Maggie Rizer (born January 9, 1978) is an American model and an activist for AIDS-related causes as well as for Operation Smile.

==Early life==
Margaret Mary Rizer was born to Maureen and Kevin Rizer in Staten Island, New York. Her parents divorced before she was a year old when her father announced he was gay. A decade later her mother remarried, to John Breen, and she was raised in Watertown, New York. Her extended family includes four siblings: Julia, Patricia, Katie, and Jake. The family, who lives in upstate New York, appeared in a 2001 Teen Vogue layout. Rizer was fourteen when her openly gay father died of AIDS, and she has since become involved in AIDS awareness.

==Modeling career==
===Rise to fame===
Her high school graduation portrait was hung in Burns Photography studio and in the local mall. Neighbors saw the photo and encouraged the girl's mother to send the photo to the Ford Modeling Agency in New York City. Rizer's pale skin, covered in freckles, and her bright blue eyes caught the modeling world's attention.

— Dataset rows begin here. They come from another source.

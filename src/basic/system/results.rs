use std::collections::HashMap;

use nalgebra::DVector;
use num_complex::Complex64;

use super::admittance::Admittance;
use super::model::{BusType, PowerFlowModel};
use super::topology::BranchKind;
use crate::network::{BranchResult, BusResult, NetResults, Network, PQResult};

fn pq(s: Complex64) -> PQResult {
    PQResult::new(s.re, s.im)
}

/// Writes bus, element and branch results for the converged voltages `v` (natural solver
/// bus order).
///
/// Reactive power of PV buses is shared equally among their generators; active and reactive
/// power of slack buses is shared equally among their reference sources. Generators that are
/// not slack keep their active setpoint and get no reactive power when they sit on a slack bus.
pub(crate) fn extract_results(
    net: &Network,
    model: &PowerFlowModel,
    v: &DVector<Complex64>,
) -> NetResults {
    let sn = net.sn_mva;
    let topo = &model.topology;
    let lookup = &topo.bus_lookup;
    let s_calc = v.component_mul(&(&model.Ybus * v).conjugate());
    let s_src = (&s_calc - &model.s_fixed) * Complex64::new(sn, 0.0);
    let vm2 = |b: usize| v[b].norm_sqr();

    let mut res = NetResults::default();

    let mut branch_flow = HashMap::new();
    for br in &topo.branches {
        let (sf, st) = br.stamp.flows(v[br.from], v[br.to]);
        let (sf, st) = (sf * sn, st * sn);
        let r = BranchResult {
            p_from_mw: sf.re,
            q_from_mvar: sf.im,
            p_to_mw: st.re,
            q_to_mvar: st.im,
            pl_mw: sf.re + st.re,
            ql_mvar: sf.im + st.im,
        };
        match br.kind {
            BranchKind::Line => {
                res.line.insert(br.index, r);
            }
            BranchKind::Trafo => {
                res.trafo.insert(br.index, r);
            }
            BranchKind::Impedance => {
                res.impedance.insert(br.index, r);
            }
            BranchKind::XWard => {
                branch_flow.insert(br.index, sf);
            }
            BranchKind::Switch => {}
        }
    }

    for (&idx, e) in net.load.iter().filter(|(_, e)| e.in_service) {
        if lookup.contains_key(&e.bus) {
            res.load.insert(idx, PQResult::new(e.p_mw * e.scaling, e.q_mvar * e.scaling));
        }
    }
    for (&idx, e) in net.sgen.iter().filter(|(_, e)| e.in_service) {
        if lookup.contains_key(&e.bus) {
            res.sgen.insert(idx, PQResult::new(e.p_mw * e.scaling, e.q_mvar * e.scaling));
        }
    }
    for (&idx, e) in net.storage.iter().filter(|(_, e)| e.in_service) {
        if lookup.contains_key(&e.bus) {
            res.storage.insert(idx, PQResult::new(e.p_mw * e.scaling, e.q_mvar * e.scaling));
        }
    }
    for (&idx, e) in net.shunt.iter().filter(|(_, e)| e.in_service) {
        if let Some(&b) = lookup.get(&e.bus) {
            let y = Admittance::shunt(e, topo.vn_kv[b], sn);
            res.shunt.insert(idx, pq(y.conj() * vm2(b) * sn));
        }
    }
    for (&idx, e) in net.ward.iter().filter(|(_, e)| e.in_service) {
        if let Some(&b) = lookup.get(&e.bus) {
            let y = Admittance::ward(e.pz_mw, e.qz_mvar, sn);
            let s = Complex64::new(e.ps_mw, e.qs_mvar) + y.conj() * vm2(b) * sn;
            res.ward.insert(idx, pq(s));
        }
    }
    for (&idx, e) in net.xward.iter().filter(|(_, e)| e.in_service) {
        if let Some(&b) = lookup.get(&e.bus) {
            let y = Admittance::ward(e.pz_mw, e.qz_mvar, sn);
            let source = branch_flow.get(&idx).copied().unwrap_or_default();
            let s = Complex64::new(e.ps_mw, e.qs_mvar) + y.conj() * vm2(b) * sn + source;
            res.xward.insert(idx, pq(s));
        }
    }

    // Sources: regular generators, then reference sources sharing what is left.
    let mut gens_at: HashMap<usize, Vec<i64>> = HashMap::new();
    let mut refs_at: HashMap<usize, Vec<(bool, i64)>> = HashMap::new();
    for (&idx, g) in net.generator.iter().filter(|(_, g)| g.in_service) {
        if let Some(&b) = lookup.get(&g.bus) {
            if g.slack {
                refs_at.entry(b).or_default().push((false, idx));
            } else {
                gens_at.entry(b).or_default().push(idx);
            }
        }
    }
    for (&idx, e) in net.ext_grid.iter().filter(|(_, e)| e.in_service) {
        if let Some(&b) = lookup.get(&e.bus) {
            refs_at.entry(b).or_default().push((true, idx));
        }
    }
    for (&b, gens) in &gens_at {
        let is_slack = model.bus_type[b] == BusType::Slack;
        let q_share = if is_slack { 0.0 } else { s_src[b].im / gens.len() as f64 };
        for idx in gens {
            let g = &net.generator[idx];
            res.generator.insert(*idx, PQResult::new(g.p_mw * g.scaling, q_share));
        }
    }
    for (&b, refs) in &refs_at {
        let gen_p: f64 = gens_at
            .get(&b)
            .map(|gens| gens.iter().map(|i| net.generator[i].p_mw * net.generator[i].scaling).sum())
            .unwrap_or(0.0);
        let share = (s_src[b] - Complex64::new(gen_p, 0.0)) / refs.len() as f64;
        for &(is_ext, idx) in refs {
            if is_ext {
                res.ext_grid.insert(idx, pq(share));
            } else {
                res.generator.insert(idx, pq(share));
            }
        }
    }

    for (&bus, &b) in lookup {
        res.bus.insert(
            bus,
            BusResult {
                vm_pu: v[b].norm(),
                va_degree: v[b].arg().to_degrees(),
                p_mw: 0.0,
                q_mvar: 0.0,
            },
        );
    }
    let mut add = |bus: i64, s: Complex64| {
        if let Some(r) = res.bus.get_mut(&bus) {
            r.p_mw += s.re;
            r.q_mvar += s.im;
        }
    };
    let c = |r: &PQResult| Complex64::new(r.p_mw, r.q_mvar);
    for (idx, r) in &res.load {
        add(net.load[idx].bus, c(r));
    }
    for (idx, r) in &res.storage {
        add(net.storage[idx].bus, c(r));
    }
    for (idx, r) in &res.shunt {
        add(net.shunt[idx].bus, c(r));
    }
    for (idx, r) in &res.ward {
        add(net.ward[idx].bus, c(r));
    }
    for (idx, r) in &res.xward {
        add(net.xward[idx].bus, c(r));
    }
    for (idx, r) in &res.sgen {
        add(net.sgen[idx].bus, -c(r));
    }
    for (idx, r) in &res.generator {
        add(net.generator[idx].bus, -c(r));
    }
    for (idx, r) in &res.ext_grid {
        add(net.ext_grid[idx].bus, -c(r));
    }
    res
}
pub mod admittance;
pub(crate) mod model;
pub(crate) mod results;
pub mod topology;

pub use admittance::{Admittance, BranchStamp};
pub use model::SolverInternals;
pub use topology::{BranchKind, SolverBranch};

She initially turned down modeling offers to continue her studies at the State University of New York at Geneseo and the Rochester Institute of Technology. Her hair is naturally strawberry blonde, which she dyed red to attract the attention of Italian Vogue and photographer Steven Meisel. They booked her for her first cover and 20-page couture layout in September 1997. She was also featured on the April 1999 cover of American Vogue with Kate Moss. Her second American Vogue cover was in November 2000 with models Carmen Kass, Angela Lindvall, and Frankie Rayder. The same year she was up for the 2000 VH1/Vogue "Model of the Year" award. Carmen Kass was the eventual winner. She has appeared in many fashion spreads and on the covers of dozens of fashion magazines including Elle, Lucky, Vogue, and Flare.

She has walked the runway for Fendi, Calvin Klein, Donna Karan, Chanel, Marc Jacobs, Oscar De La Renta, Miu Miu, Michael Kors, Prada, Jean Paul Gaultier, Dolce & Gabbana, Max Mara, Jil Sander, Blumarine, Céline, Givenchy, Louis Vuitton, Gucci, Alexander McQueen, Ralph Lauren, Valentino, Missoni, Yves Saint Laurent, Versace, Balenciaga, Carolina Herrera, Alberta Ferretti, and Viktor & Rolf. Rizer has appeared in fashion campaigns for Versace, Prada, Calvin Klein, Valentino SpA, Céline, Louis Vuitton, Balenciaga, Escada, Lanvin, Clinique, Tommy Hilfiger, Ann Taylor, Fendi, Max Mara, Gap, Dooney & Bourke, and Neiman Marcus.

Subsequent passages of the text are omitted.